Sixteen years ago, I was living through a remarkable time in my life. I didn't have any gray hair yet, and my 30-foot jump shot still traveled 30 feet. Heck, back then, I could actually stoop to pick something up and then stand back up without help.
Ah, the good old days.
I had a camera store and photo studio, which I thoroughly enjoyed running, and had a string of some of the best part-time jobs you could find.
In the late 1980's, I was the stadium announcer for the Idaho Falls Braves, a class "A" rookie-league team for the Atlanta Braves. I was paid $25 dollars a game to sit in the best seat in the house and say, "Leading off and playing shortstop, No. 10, Jose Offerman...." Then, in 1991, I became the official team photographer for the Idaho State University football and basketball programs.
It was a great time for me.
Now, don't get me wrong, this was more about being in the right place at the right time then having any marketable talents. I got the job with the Braves because I happened to be in the stadium when the public address announcer quit in a huff.
Rai Henniger, the team's general manager who didn't know a soul in Idaho Falls, walked up to me and asked me if I'd like to be the team's PA announcer. As for working for the university, Brian McNeely, the then new head football coach, came in to my store one day to buy a video camera and asked me to be his photographer.
I spent my summers at McDermott Field in Idaho Falls and my winters in Holt Arena in Pocatello. It was great.
In 1992, The Salt Lake Trappers, an independent rookie-league team in the Pioneer League, was forced out of the Utah capital because Derks Field. Their home park had been condemned.
The city tore it down and built a new Triple-A stadium in its place. The team moved north to my hometown of Pocatello Idaho, changed their name to the Posse, and began the process of settling into town. Needing a photographer, the team's general manager contacted me, and I spent the summer snapping pictures at Halliwell Park.
Again, I was in the right place, at the right time.
I got a chance to get to know several of the players.
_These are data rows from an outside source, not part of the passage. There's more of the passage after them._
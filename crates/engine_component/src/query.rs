//! Statically declared queries.
//!
//! A query is a tuple of component types: the first element is the **main
//! key** whose column defines the iteration domain, every following element
//! is a **sub key** checked against each main-key row. A sub key is either a
//! component (must be present) or [`Absent<T>`] (must be absent).
//!
//! ```rust
//! use engine_component::{Absent, Query, Presence, component, tag};
//!
//! #[derive(Debug, Default)]
//! struct Position;
//! #[derive(Debug, Default)]
//! struct Frozen;
//!
//! component!(Position);
//! tag!(Frozen);
//!
//! type Movable = (Position, Absent<Frozen>);
//! assert_eq!(<Movable as Query>::KEYS.len(), 2);
//! assert_eq!(<Movable as Query>::KEYS[1].presence, Presence::Absent);
//! ```
//!
//! Everything about a query is known at compile time. The `const fn`
//! validators in this module are evaluated in `const` blocks by the selector
//! crate, so a malformed query fails the build instead of failing a scan.

use std::marker::PhantomData;

use crate::component::{Component, ComponentDescriptor, ComponentKind, ComponentTypeId};

/// Maximum number of keys (main key included) in one query.
pub const MAX_KEYS: usize = 8;

/// Whether a sub key must be present or absent on a matching row.
#[derive(Debug, Clone, Copy, PartialEq, Eq)]
pub enum Presence {
    /// The component must be present.
    Required,
    /// The component must be absent.
    Absent,
}

/// One key of a query: a component plus its presence requirement.
#[derive(Debug, Clone, Copy, PartialEq, Eq)]
pub struct QueryKey {
    /// The component this key refers to.
    pub descriptor: ComponentDescriptor,
    /// Whether the component must be present or absent.
    pub presence: Presence,
}

impl QueryKey {
    /// A key that requires the component to be present.
    #[must_use]
    pub const fn required(descriptor: ComponentDescriptor) -> Self {
        Self {
            descriptor,
            presence: Presence::Required,
        }
    }

    /// A key that requires the component to be absent.
    #[must_use]
    pub const fn absent(descriptor: ComponentDescriptor) -> Self {
        Self {
            descriptor,
            presence: Presence::Absent,
        }
    }

    /// Returns `true` for [`Presence::Absent`] keys.
    #[must_use]
    pub const fn is_absent(&self) -> bool {
        matches!(self.presence, Presence::Absent)
    }
}

/// Query combinator: the wrapped component must be absent.
pub struct Absent<T>(PhantomData<fn() -> T>);

/// A single element of a query tuple.
pub trait QueryTerm: 'static {
    /// The key this term contributes.
    const KEY: QueryKey;
}

impl<T: Component> QueryTerm for T {
    const KEY: QueryKey = QueryKey::required(T::DESCRIPTOR);
}

impl<T: Component> QueryTerm for Absent<T> {
    const KEY: QueryKey = QueryKey::absent(T::DESCRIPTOR);
}

/// An ordered list of keys, main key first.
///
/// Implemented for tuples of one to [`MAX_KEYS`] elements whose first element
/// is a plain component.
pub trait Query: 'static {
    /// The component whose column is iterated.
    type Main: Component;

    /// Every key in declared order; `KEYS[0]` is the main key.
    const KEYS: &'static [QueryKey];
}

macro_rules! impl_query {
    ($($sub:ident),*) => {
        impl<M: Component, $($sub: QueryTerm),*> Query for (M, $($sub,)*) {
            type Main = M;
            const KEYS: &'static [QueryKey] = &[QueryKey::required(M::DESCRIPTOR), $($sub::KEY),*];
        }
    };
}

impl_query!();
impl_query!(A);
impl_query!(A, B);
impl_query!(A, B, C);
impl_query!(A, B, C, D);
impl_query!(A, B, C, D, E);
impl_query!(A, B, C, D, E, F);
impl_query!(A, B, C, D, E, F, G);

/// Position of `id` in `keys`, if any.
#[must_use]
pub const fn key_position(keys: &[QueryKey], id: ComponentTypeId) -> Option<usize> {
    let mut i = 0;
    while i < keys.len() {
        if keys[i].descriptor.id.0 == id.0 {
            return Some(i);
        }
        i += 1;
    }
    None
}

/// Build-time membership test: is `id` one of `keys`?
#[must_use]
pub const fn key_set_contains(keys: &[QueryKey], id: ComponentTypeId) -> bool {
    key_position(keys, id).is_some()
}

/// Position of a present (non-absent) key; panics during const evaluation
/// when the query does not bind `id`.
#[must_use]
pub const fn bound_position(keys: &[QueryKey], id: ComponentTypeId) -> usize {
    match key_position(keys, id) {
        Some(position) if !keys[position].is_absent() => position,
        Some(_) => panic!("an absent key has no value to read"),
        None => panic!("component is not part of this query"),
    }
}

/// Validate a query's key list.
///
/// Panics (at build time when called from a `const` block) if the query has
/// too many keys, names a component twice, or requires the identity
/// pseudo-component to be absent.
pub const fn validate_query(keys: &[QueryKey]) {
    assert!(!keys.is_empty(), "a query needs a main key");
    assert!(keys.len() <= MAX_KEYS, "a query holds at most MAX_KEYS keys");
    assert!(!keys[0].is_absent(), "the main key cannot be absent");

    let mut i = 0;
    while i < keys.len() {
        if keys[i].is_absent() && matches!(keys[i].descriptor.kind, ComponentKind::Identity) {
            panic!("every entity has an identity; Absent<Entity> can never match");
        }
        let mut j = i + 1;
        while j < keys.len() {
            if keys[i].descriptor.id.0 == keys[j].descriptor.id.0 {
                panic!("a query lists the same component twice");
            }
            j += 1;
        }
        i += 1;
    }
}

/// Validate the key set of a join cache: a valid query with no absent keys.
pub const fn validate_cache_keys(keys: &[QueryKey]) {
    validate_query(keys);
    let mut i = 0;
    while i < keys.len() {
        assert!(
            !keys[i].is_absent(),
            "a join cache only records present components"
        );
        i += 1;
    }
}

/// Validate `keys` against the key set a context is restricted to.
///
/// `declared == None` means the context answers any component. Otherwise the
/// query must iterate the declared main key, every non-identity key must be
/// declared, and no key may be absent.
pub const fn validate_against(declared: Option<&[QueryKey]>, keys: &[QueryKey]) {
    validate_query(keys);
    if let Some(declared) = declared {
        assert!(
            declared[0].descriptor.id.0 == keys[0].descriptor.id.0,
            "a cached selector must iterate the cache's main key"
        );
        let mut i = 1;
        while i < keys.len() {
            assert!(
                !keys[i].is_absent(),
                "absent keys cannot be answered from a join cache"
            );
            assert!(
                admits(Some(declared), keys[i].descriptor),
                "component is outside the cache's declared key set"
            );
            i += 1;
        }
    }
}

/// Can a context restricted to `declared` answer lookups for `descriptor`?
#[must_use]
pub const fn admits(declared: Option<&[QueryKey]>, descriptor: ComponentDescriptor) -> bool {
    match declared {
        None => true,
        Some(keys) => descriptor.is_identity() || key_set_contains(keys, descriptor.id),
    }
}
#[cfg(test)]
mod tests {
    use engine_component::RegistryError;

    use super::*;

    #[derive(Debug, Default, Clone, Copy, PartialEq)]
    struct Position(i32);

    #[derive(Debug, Default, Clone, Copy, PartialEq)]
    struct Velocity(i32);

    #[derive(Debug, Default)]
    struct Dead;

    engine_component::component!(Position, Velocity);
    engine_component::tag!(Dead);

    fn world_with_rows() -> (World, Vec<Entity>) {
        let mut world = World::new();
        let a = world.spawn((Position(0), Velocity(10))).unwrap();
        let b = world.spawn((Position(1),)).unwrap();
        let c = world.spawn((Position(2), Velocity(12), Dead)).unwrap();
        (world, vec![a, b, c])
    }

    #[test]
    fn test_spawn_appends_rows() {
        let (world, entities) = world_with_rows();
        assert_eq!(world.count(Position::ID), 3);
        assert_eq!(world.count(Velocity::ID), 2);
        assert_eq!(world.count(Dead::ID), 1);
        assert_eq!(world.count(ComponentTypeId::EID), 3);
        assert_eq!(world.entities(), entities.as_slice());
        assert_eq!(world.values::<Position>(), &[Position(0), Position(1), Position(2)]);
    }

    #[test]
    fn test_spawn_rejects_duplicate_component() {
        let mut world = World::new();
        let err = world.spawn((Position(0), Position(1))).unwrap_err();
        assert_eq!(err, StoreError::DuplicateComponent("Position"));
        assert!(world.entities().is_empty());
    }

    #[test]
    fn test_spawn_rejects_identity() {
        let mut world = World::new();
        assert_eq!(
            world.spawn((Position(0), Entity::INVALID)).unwrap_err(),
            StoreError::IdentityInBundle
        );
    }

    mod land {
        #[derive(Debug, Default, PartialEq)]
        pub struct Speed(pub u32);
        engine_component::component!(Speed);
    }

    mod sea {
        #[derive(Debug, Default, PartialEq)]
        pub struct Speed(pub f32);
        engine_component::component!(Speed);
    }

    #[derive(Debug, Default)]
    struct Impostor;

    impl Component for Impostor {
        const NAME: &'static str = "Position";
        const KIND: ComponentKind = ComponentKind::Normal;
        const ID: ComponentTypeId = Position::ID;
    }

    #[test]
    fn test_same_short_name_gets_own_column() {
        let mut world = World::new();
        let walker = world.spawn((land::Speed(1),)).unwrap();
        let sailor = world.spawn((sea::Speed(2.5),)).unwrap();
        assert_eq!(world.values::<land::Speed>(), &[land::Speed(1)]);
        assert_eq!(world.values::<sea::Speed>(), &[sea::Speed(2.5)]);
        assert_eq!(world.sibling(ComponentTypeId::EID, 0, sea::Speed::ID), None);
        assert!(world.contains(walker) && world.contains(sailor));
    }

    #[test]
    fn test_spawn_rejects_second_type_on_taken_id() {
        let mut world = World::new();
        world.spawn((Position(0),)).unwrap();
        let err = world.spawn((Velocity(1), Impostor)).unwrap_err();
        assert!(matches!(
            err,
            StoreError::Registry(RegistryError::TypeCollision { .. })
        ));
        assert_eq!(world.entities().len(), 1);
        assert_eq!(world.count(Velocity::ID), 0);
    }

    #[test]
    fn test_push_into_occupied_row_fails() {
        let (mut world, entities) = world_with_rows();
        assert_eq!(
            world.push_component(entities[0], Position(9)),
            Err(StoreError::RowExists {
                component: "Position",
                entity: entities[0],
            })
        );
        assert_eq!(
            world.push_component(entities[1], Impostor),
            Err(StoreError::ColumnType("Position"))
        );
        assert_eq!(world.values::<Position>()[0], Position(0));
    }

    #[test]
    fn test_disable_keeps_rows_until_update() {
        let (mut world, entities) = world_with_rows();
        world.group_enable(Dead::ID, &entities);
        world.disable_tag(ComponentTypeId::EID, 0, Dead::ID);
        assert_eq!(world.count(Dead::ID), 2);
        assert_eq!(world.iter(Dead::ID, 2), Some(Slot::new(2)));
        assert_eq!(world.sibling(Dead::ID, 0, Dead::ID), None);
        assert_eq!(world.sibling(Dead::ID, 1, ComponentTypeId::EID), Some(Slot::new(1)));

        assert_eq!(world.update(), 0);
        assert_eq!(world.iter(Dead::ID, 2), None);
        assert_eq!(world.sibling(Dead::ID, 0, ComponentTypeId::EID), Some(Slot::new(1)));
    }

    #[test]
    fn test_cache_skips_vacated_tag_rows() {
        let (mut world, entities) = world_with_rows();
        world.group_enable(Dead::ID, &entities);
        world.disable_tag(ComponentTypeId::EID, 1, Dead::ID);
        let cache = world.cache_create(&[Dead::ID, Position::ID]).unwrap();
        assert_eq!(world.cache_sync(cache), 2);
        assert_eq!(world.cache_entity(cache, 0), Some(entities[0]));
        assert_eq!(world.cache_entity(cache, 1), Some(entities[2]));
        assert_eq!(world.cache_entity(cache, 2), None);
    }

    #[test]
    fn test_iter_and_count_agree() {
        let (world, _) = world_with_rows();
        assert_eq!(world.iter(Position::ID, 2), Some(Slot::new(2)));
        assert_eq!(world.iter(Position::ID, 3), None);
        assert_eq!(world.iter(Velocity::ID, 2), None);
    }

    #[test]
    fn test_sibling_lookup() {
        let (world, entities) = world_with_rows();
        // Position row 2 belongs to `c`, whose Velocity is row 1.
        let slot = world.sibling(Position::ID, 2, Velocity::ID).unwrap();
        assert_eq!(world.get::<Velocity>(slot), Some(&Velocity(12)));
        assert_eq!(world.sibling(Position::ID, 1, Velocity::ID), None);
        assert_eq!(world.sibling(Position::ID, 2, Dead::ID), Some(Slot::new(0)));

        let eid = world.sibling(Velocity::ID, 1, ComponentTypeId::EID).unwrap();
        assert_eq!(world.entity_at(eid), Some(entities[2]));
    }

    #[test]
    fn test_create_default_row() {
        let mut world = World::new();
        world.register::<Position>().unwrap();
        let row = world.create(Position::ID).unwrap();
        assert_eq!(row, 0);
        assert_eq!(world.get::<Position>(Slot::new(row)), Some(&Position(0)));
        assert_eq!(world.create(ComponentTypeId(12345)), None);
    }

    #[test]
    fn test_removal_is_deferred_until_update() {
        let (mut world, entities) = world_with_rows();
        world.remove(Position::ID, 0);
        assert!(world.is_pending_removal(entities[0]));
        assert_eq!(world.count(Position::ID), 3);

        assert_eq!(world.update(), 1);
        assert_eq!(world.count(Position::ID), 2);
        assert_eq!(world.count(Velocity::ID), 1);
        assert!(!world.contains(entities[0]));
        assert_eq!(world.values::<Position>(), &[Position(1), Position(2)]);
        assert_eq!(world.update(), 0);
    }

    #[test]
    fn test_tag_toggle_is_immediate() {
        let (mut world, _) = world_with_rows();
        world.enable_tag(Position::ID, 0, Dead::ID);
        assert_eq!(world.count(Dead::ID), 2);
        assert!(world.sibling(Position::ID, 0, Dead::ID).is_some());

        world.disable_tag(Position::ID, 2, Dead::ID);
        assert!(world.sibling(Position::ID, 2, Dead::ID).is_none());

        // Non-tag ids are ignored.
        world.enable_tag(Position::ID, 1, Velocity::ID);
        assert!(world.sibling(Position::ID, 1, Velocity::ID).is_none());
    }

    #[test]
    fn test_group_enable() {
        let (mut world, entities) = world_with_rows();
        world.group_enable(Dead::ID, &[entities[0], entities[1], Entity::from_raw(999)]);
        assert_eq!(world.count(Dead::ID), 3);
    }

    #[test]
    fn test_clear_component() {
        let (mut world, _) = world_with_rows();
        world.clear(Velocity::ID);
        assert_eq!(world.count(Velocity::ID), 0);
        assert_eq!(world.count(Position::ID), 3);
    }

    #[test]
    fn test_cache_join_and_snapshot() {
        let (mut world, _) = world_with_rows();
        let cache = world
            .cache_create(&[Position::ID, Velocity::ID])
            .unwrap();
        assert_eq!(world.cache_sync(cache), 2);
        assert_eq!(world.cache_fetch(cache, 1, Position::ID), Some(Slot::new(2)));
        assert_eq!(world.cache_fetch(cache, 1, Velocity::ID), Some(Slot::new(1)));

        world.spawn((Position(3), Velocity(13))).unwrap();
        assert_eq!(world.cache_fetch(cache, 2, Position::ID), None);
        assert_eq!(world.cache_sync(cache), 3);
        assert_eq!(world.cache_fetch(cache, 2, Position::ID), Some(Slot::new(3)));

        world.cache_release(cache);
        assert_eq!(world.live_caches(), 0);
        assert_eq!(world.cache_sync(cache), 0);
    }

    #[test]
    fn test_cache_over_identity() {
        let (mut world, _) = world_with_rows();
        let cache = world
            .cache_create(&[ComponentTypeId::EID, Dead::ID])
            .unwrap();
        assert_eq!(world.cache_sync(cache), 1);
        assert_eq!(world.cache_fetch(cache, 0, ComponentTypeId::EID), Some(Slot::new(2)));
    }

    #[test]
    fn test_cache_limit() {
        let mut world = World::with_config(StoreConfig::default().with_max_caches(1));
        let first = world.cache_create(&[Position::ID]).unwrap();
        assert!(world.cache_create(&[Position::ID]).is_none());
        world.cache_release(first);
        assert!(world.cache_create(&[Position::ID]).is_some());
    }
}
//! Demo tick loop.
//!
//! Each tick runs a fixed sequence of passes over a particle world:
//!
//! 1. Integrate transforms of awake particles.
//! 2. Age lifetimes through a join cache and tag expired particles.
//! 3. Remove expired particles, remembering where they died.
//! 4. Apply removals and leave debris where particles died.
//! 5. Put a rotating subset of particles to sleep for the next tick.

use std::time::Instant;

use glam::Vec3;
use serde::Serialize;
use tracing::{debug, info};

use engine_component::{Absent, Entity};
use engine_select::{LiveContext, SelectError, ops};
use engine_store::{EntityStore, StoreConfig, StoreError, World};

use crate::components::{Expired, Lifetime, Sleeping, Transform, Velocity};

/// Particles in this many groups take turns sleeping.
const SLEEP_GROUPS: u64 = 5;

/// Configuration for the demo tick loop.
#[derive(Debug, Clone)]
pub struct DemoConfig {
    /// Target ticks per second; sets the time step.
    pub tick_rate: f32,
    /// Number of ticks to run.
    pub ticks: u64,
    /// Particles spawned before the first tick.
    pub entities: usize,
    /// Store configuration.
    pub store: StoreConfig,
}

impl Default for DemoConfig {
    fn default() -> Self {
        Self {
            tick_rate: 60.0,
            ticks: 3,
            entities: 1000,
            store: StoreConfig::default(),
        }
    }
}

impl DemoConfig {
    /// Override the number of particles.
    #[must_use]
    pub fn with_entities(mut self, entities: usize) -> Self {
        self.entities = entities;
        self
    }

    /// Override the number of ticks.
    #[must_use]
    pub fn with_ticks(mut self, ticks: u64) -> Self {
        self.ticks = ticks;
        self
    }

    /// Override the tick rate.
    #[must_use]
    pub fn with_tick_rate(mut self, tick_rate: f32) -> Self {
        self.tick_rate = tick_rate;
        self
    }

    /// Override the store configuration.
    #[must_use]
    pub fn with_store(mut self, store: StoreConfig) -> Self {
        self.store = store;
        self
    }
}

/// What one tick did.
#[derive(Debug, Clone, Default, Serialize, PartialEq)]
pub struct TickReport {
    /// Tick counter after this tick.
    pub tick_id: u64,
    /// Particles integrated.
    pub moved: usize,
    /// Particles whose lifetime ran out.
    pub expired: usize,
    /// Entities purged by the store update.
    pub removed: usize,
    /// Debris entities created.
    pub debris: usize,
    /// Particles put to sleep for the next tick.
    pub sleeping: usize,
    /// Live entities after the tick.
    pub live: usize,
    /// Mean position over every transform.
    pub mean_position: [f32; 3],
}

/// The demo's tick loop state.
#[derive(Debug)]
pub struct TickLoop {
    /// Current tick counter.
    tick_id: u64,
    /// Loop configuration.
    config: DemoConfig,
    /// The simulated world.
    world: World,
}

impl TickLoop {
    /// Create a tick loop over an empty world.
    #[must_use]
    pub fn new(config: DemoConfig) -> Self {
        let world = World::with_config(config.store.clone());
        Self {
            tick_id: 0,
            config,
            world,
        }
    }

    /// Returns the current tick counter.
    #[must_use]
    pub fn tick_id(&self) -> u64 {
        self.tick_id
    }

    /// Returns a reference to the world.
    #[must_use]
    pub fn world(&self) -> &World {
        &self.world
    }

    /// Spawn the configured number of particles.
    ///
    /// Every fourth particle is immortal and carries no lifetime.
    ///
    /// # Errors
    ///
    /// Returns an error if a component type fails to register.
    pub fn populate(&mut self) -> Result<(), StoreError> {
        self.world.register::<Sleeping>()?;
        self.world.register::<Expired>()?;
        for i in 0..self.config.entities {
            let transform = Transform::from_position(Vec3::new(i as f32, 0.0, 0.0));
            let velocity = Velocity(Vec3::Y * ((i % 3) as f32 + 1.0));
            if i % 4 == 3 {
                self.world.spawn((transform, velocity))?;
            } else {
                let lifetime = Lifetime(0.01 + (i % 10) as f32 * 0.01);
                self.world.spawn((transform, velocity, lifetime))?;
            }
        }
        info!(
            entities = self.config.entities,
            components = self.world.registry().len(),
            "world populated"
        );
        Ok(())
    }

    /// Run one tick with time step `dt`.
    ///
    /// # Errors
    ///
    /// Returns an error if the store has no room for the aging cache.
    pub fn tick(&mut self, dt: f32) -> Result<TickReport, SelectError> {
        self.tick_id += 1;
        let mut report = TickReport {
            tick_id: self.tick_id,
            ..TickReport::default()
        };

        ops::select::<(Transform, Velocity, Absent<Sleeping>), _>(&mut self.world).for_each(
            |view| {
                let velocity = view.get::<Velocity>().0;
                let transform = view.get_mut::<Transform>();
                *transform = transform.translated(velocity * dt);
                report.moved += 1;
            },
        );

        {
            let mut aging = ops::cache::<(Lifetime, Transform), _>(&mut self.world)?;
            ops::cached_select::<(Lifetime,), _, _>(&mut aging).for_each(|view| {
                let left = {
                    let lifetime = view.get_mut::<Lifetime>();
                    lifetime.0 -= dt;
                    lifetime.0
                };
                if left <= 0.0 {
                    view.enable_tag::<Expired>();
                    report.expired += 1;
                }
            });
            debug!(tick_id = self.tick_id, aged = aging.len(), "aged lifetimes");
        }

        let mut graves = Vec::new();
        ops::select::<(Expired, Transform), _>(&mut self.world).for_each(|view| {
            graves.push(view.get::<Transform>().position);
            view.remove();
        });
        report.removed = self.world.update();

        let mut ctx = LiveContext::new(&mut self.world);
        for position in graves {
            let mut view = ops::create_entity::<Transform, _>(&mut ctx);
            if !view.invalid() {
                view.get_mut::<Transform>().position = position;
                report.debris += 1;
            }
        }

        ops::clear_type::<Sleeping, _>(&mut self.world);
        let group = self.tick_id % SLEEP_GROUPS;
        let sleepers: Vec<Entity> = self
            .world
            .entities()
            .iter()
            .copied()
            .filter(|entity| entity.id() % SLEEP_GROUPS == group)
            .collect();
        ops::group_enable::<Sleeping, _>(&mut self.world, &sleepers);
        report.sleeping = ops::count::<Sleeping, _>(&self.world);

        report.live = ops::count::<Entity, _>(&self.world);
        let transforms = ops::array::<Transform, _>(&self.world);
        if !transforms.is_empty() {
            let sum: Vec3 = transforms.iter().map(|t| t.position).sum();
            report.mean_position = (sum / transforms.count() as f32).to_array();
        }

        debug!(
            tick_id = self.tick_id,
            moved = report.moved,
            expired = report.expired,
            live = report.live,
            "tick complete"
        );
        Ok(report)
    }

    /// Run the configured number of ticks.
    ///
    /// # Errors
    ///
    /// Stops at the first tick that fails.
    pub fn run(&mut self) -> Result<Vec<TickReport>, SelectError> {
        let dt = 1.0 / self.config.tick_rate;
        info!(
            tick_rate = self.config.tick_rate,
            ticks = self.config.ticks,
            "starting tick loop"
        );

        let mut reports = Vec::with_capacity(self.config.ticks as usize);
        for _ in 0..self.config.ticks {
            let start = Instant::now();
            let report = self.tick(dt)?;
            info!(
                tick_id = report.tick_id,
                moved = report.moved,
                expired = report.expired,
                debris = report.debris,
                live = report.live,
                elapsed_us = start.elapsed().as_micros() as u64,
                "tick"
            );
            reports.push(report);
        }
        Ok(reports)
    }
}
Some asked me to take pictures and send them to their families in Oklahoma, Florida, or Wisconsin. Others just wanted to know where the pubs were in town. A few of the players were jerks, but the vast majority were good, decent kids, most of them away from home for the first time.
Towards the end of the season, it became known that the team would be moving to Ogden, Utah in 1994. The players were told to make sure they returned the jerseys at the end of the year. Because the "Posse" would be in existence for only one year, they would probably become valuable, and the owner wanted them back.
I was in the clubhouse during the last home stand, snapping pictures and saying goodbye to the players. One young pitcher came up to me and thanked me for taking some pictures of him during the season.
He had a vibrant personality. He joked, he cajoled, he laughed all the time. He was confident, on the cusp of being arrogant, but not quite.
He had told me earlier in the season that he had been released by the Twins the previous year, and that "the gig in Pocatello was the only one I could find." He said that he was confident he was going to find work in '94. He had pitched well, going 8-4, 4.13 in 16 starts.
I genuinely liked the guy, and told him I thought he had a bright future (but I was just guessing). I walked out of the clubhouse door and headed towards my car when I heard a voice call out, "Hey, Farid, wait!"
The pitcher caught up with me in the parking lot.
He reached under his shirt and pulled out a black and teal Posse home jersey. "They said we couldn't keep them, but they didn't say we couldn't give 'em away," he said with a smile. He tossed me the jersey, waved, and ran back into the clubhouse.
It was a real "Mean Joe Greene" moment.
I knew that player as Cory. I never knew his last name; I never new any of their last names.
So when the tragic news of the death of Cory Lidle hit the news a couple of years ago, I never gave it a second thought. Oh sure, I was saddened by the death of a baseball player, but it wasn't like I had any relationship with the guy.
After driving my son to band practice that morning, I stopped at the corner convenience store to grab a newspaper. "Dead Baseball Player Had Pocatello Ties" read the headline.
I ran home and searched through my copies of all those pictures I took, trying to find one of Cory Lidle. I found the picture at the top of this story. It was taken July, 1993. I scribbled the names of the players on the back of the picture. Second from the left reads, simply: "Lidle."
I never realized that "Cory," that fun loving kid who gave me the jersey (I don't know if it was his or not) made it to the major leagues until that morning. I didn't follow the players' careers after they left Pocatello because, well, this was an independent team for goodness sake; those were players who weren't good enough to sign with a big league club. I didn't think they had the talent to make much farther.
I was wrong.
I wish I could remember more about Cory Lidle than just the shadowy impressions that remain with me these many years later. He was fairly short. He laughed a lot. He was really confident. But he was so much more than that.
He was a man who beat the odds and became a quality pitcher after being passed up by every major league team.
God Bless you, Cory. We're still thinking of you.